In the last few months, I’ve had several people searching for a rental ask me if they could prepay a year’s rent. So what happened?
First, let’s talk about why they wanted to do that, and the answer is simple–they didn’t meet the landlord’s requirements for renting. As we all know, renting in New York City is hard. One of the toughest requirements for many people to meet is the 40x one month income bar. That means that if the rent is $2000/month, you must earn $80,000. Now if you a) have been working for a few years in finance b) are a first year law associate at a large firm c) are a professional athlete, you can just shrug your shoulders at that minimum (and by the way, if you are any of those, you probably are not looking at $2000/per month apartments). If, however, you just graduated from college and have a non-paying internship, you’re a full-time student, you’re self-employed with variable income, you work for a start up and have more shares than weekly dollars, you have a working class job, or hey, you are an heir/heiress and you have plenty of savings, but no verifiable emplooymnt or income, well, then it’s a real problem.
Most people deal with this in two ways–they find a roommate (or roommates) whose combined income gets them all over the 40 times income bar, or they get a guarantor (guarantors are usually required to earn 80 times the one months rent). Those options weren’t available to the people I met, so they thought that they could get around the requirements by offering to prepay a year’s rent. And you know what? Most landlords didn’t go for it.
That seems crazy, right? I mean, why wouldn’t a landlord be thrilled to have the one lump sum payment? Wouldn’t it be nice to know they have at least one tenant taken care of, with no late payments, no missed payments, nothing to worry about. Done and done and done. But no deal–almost all of them said they preferred a guarantor, and one said that they would take a prepayment, but the tenant would still have to fill out the application and show some kind of reasonable income. Maybe a small landlord who is renting out shares of their two or three family house would have been willing to do it, or maybe a co-op or condo owner who is subletting might go for it (though the co-op board usually has to review rental applications and they might be as tough as a landlord). But your average building management company? No.
The renters (who both came from out of state and were not used to the obstacle course that is renting in NYC) were completely puzzled by this. One pair eventually scaled down their max rent until it met the requirements, ending up with a much smaller apartment and different neighborhood than they wanted. The other got a guarantor.
But it did make me think a lot about why landlords are so resistant to the prepayment offer. I did a little research, but didn’t find many answers. So here are the best guesses I came up with:
- The landlord worries that for some reason the tenant will have to break the lease and the landlord will then have to pay back the tenant for the months not used. Landlords do NOT like writing checks to tenants.
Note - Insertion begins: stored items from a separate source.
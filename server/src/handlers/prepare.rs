//! `buildTarget/prepare`: refresh, optionally warm up, persist compiler arguments.

use std::collections::{BTreeMap, BTreeSet};
use std::path::Path;
use std::sync::Arc;

use anyhow::{Context, Result};
use xcode_bsp_engine::{BuildGraphSnapshot, has_missing_module_map};
use xcode_bsp_store::ArgumentsByPath;
use xcode_bsp_types::bsp::{TargetIdentifier, TargetsParams};
use xcode_bsp_types::{CompilerOptions, TargetUri};

use crate::context::ServerContext;

pub(super) async fn prepare(ctx: &ServerContext, params: TargetsParams) -> Result<()> {
    ctx.state.begin_update();
    let result = prepare_targets(ctx, &params.targets).await;
    ctx.state.end_update();

    if let Err(err) = ctx.emitter.emit().await {
        tracing::warn!("Failed to send pending notifications: {err:#}");
    }
    result
}

async fn prepare_targets(ctx: &ServerContext, targets: &[TargetIdentifier]) -> Result<()> {
    let initial = ctx.graph.refresh(true).await?;
    ctx.state.record_refresh_changes(&initial);
    let project = ctx.graph.project_name();

    let parsed: Vec<(&TargetIdentifier, TargetUri)> = targets
        .iter()
        .filter_map(|target| match TargetUri::parse(&target.uri) {
            Ok(uri) => Some((target, uri)),
            Err(err) => {
                tracing::warn!("Skipping prepare: {err}");
                None
            }
        })
        .collect();

    let warmup: BTreeSet<&str> = parsed
        .iter()
        .filter(|(target, uri)| {
            options_of(&initial.snapshot, target, uri, project).is_some_and(|by_file| {
                by_file
                    .values()
                    .any(|options| has_missing_module_map(&options.options, path_exists))
            })
        })
        .map(|(_, uri)| uri.scheme())
        .collect();

    let mut snapshot = Arc::clone(&initial.snapshot);
    if !warmup.is_empty() {
        for scheme in &warmup {
            tracing::debug!("prepare: warmup build started for scheme {scheme}");
            match ctx.graph.warmup_build(scheme).await {
                Ok(()) => tracing::debug!("prepare: warmup build finished for scheme {scheme}"),
                Err(err) => tracing::warn!("Warmup build failed for scheme {scheme}: {err:#}"),
            }
        }
        let refreshed = ctx.graph.refresh(false).await?;
        ctx.state.record_refresh_changes(&refreshed);
        snapshot = refreshed.snapshot;
    }

    for (target, uri) in &parsed {
        let Some(by_file) =
            options_of(&snapshot, target, uri, project).filter(|by_file| !by_file.is_empty())
        else {
            tracing::debug!("prepare: no compiler arguments for {}", target.uri);
            continue;
        };

        let arguments: ArgumentsByPath = by_file
            .iter()
            .map(|(path, options)| (path.clone(), options.options.clone()))
            .collect();
        let store = Arc::clone(&ctx.store);
        let scope = uri.cache_scope();
        let stored = tokio::task::spawn_blocking(move || store.update_args(&arguments, &scope))
            .await
            .context("Argument store task failed");
        match stored {
            Ok(Ok(())) => tracing::debug!("prepare: stored compiler arguments for {}", target.uri),
            Ok(Err(err)) => {
                tracing::warn!("Failed to store compiler arguments for {}: {err}", target.uri);
            }
            Err(err) => {
                tracing::warn!("Failed to store compiler arguments for {}: {err:#}", target.uri);
            }
        }
    }
    Ok(())
}

/// Per-file options of a target, by the uri as sent or re-rooted under this project.
fn options_of<'a>(
    snapshot: &'a BuildGraphSnapshot,
    target: &TargetIdentifier,
    uri: &TargetUri,
    project: &str,
) -> Option<&'a BTreeMap<String, CompilerOptions>> {
    snapshot
        .options_by_target_uri
        .get(&target.uri)
        .or_else(|| {
            snapshot
                .options_by_target_uri
                .get(&uri.with_project(project).to_string())
        })
}

fn path_exists(path: &str) -> bool {
    Path::new(path).exists()
}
- Management offices just aren’t equipped to handle a tenant whose account is different than everyone else’s. I swear I’ve walked into some management offices that looked like they were straight out of 1994, with ancient computers and overstuffed filing cabinets and the occasional typewriter. I really feel for the poor administrativve staff working in these kind of places. So these places just aren’t cut out for things like “These numbered apartments get a bill every month, and these don’t, and was their lease renewed and they now DO need bills?” It’s not hard to imagine some kind of error happening where the billing department loses track of the fact that the renter has prepaid and starts sending out late notices and late charges to the tenant, creating a mess for both parties. I honestly think that’s the reason why landlords are reluctant to accept prepayment–just to avoid confusion.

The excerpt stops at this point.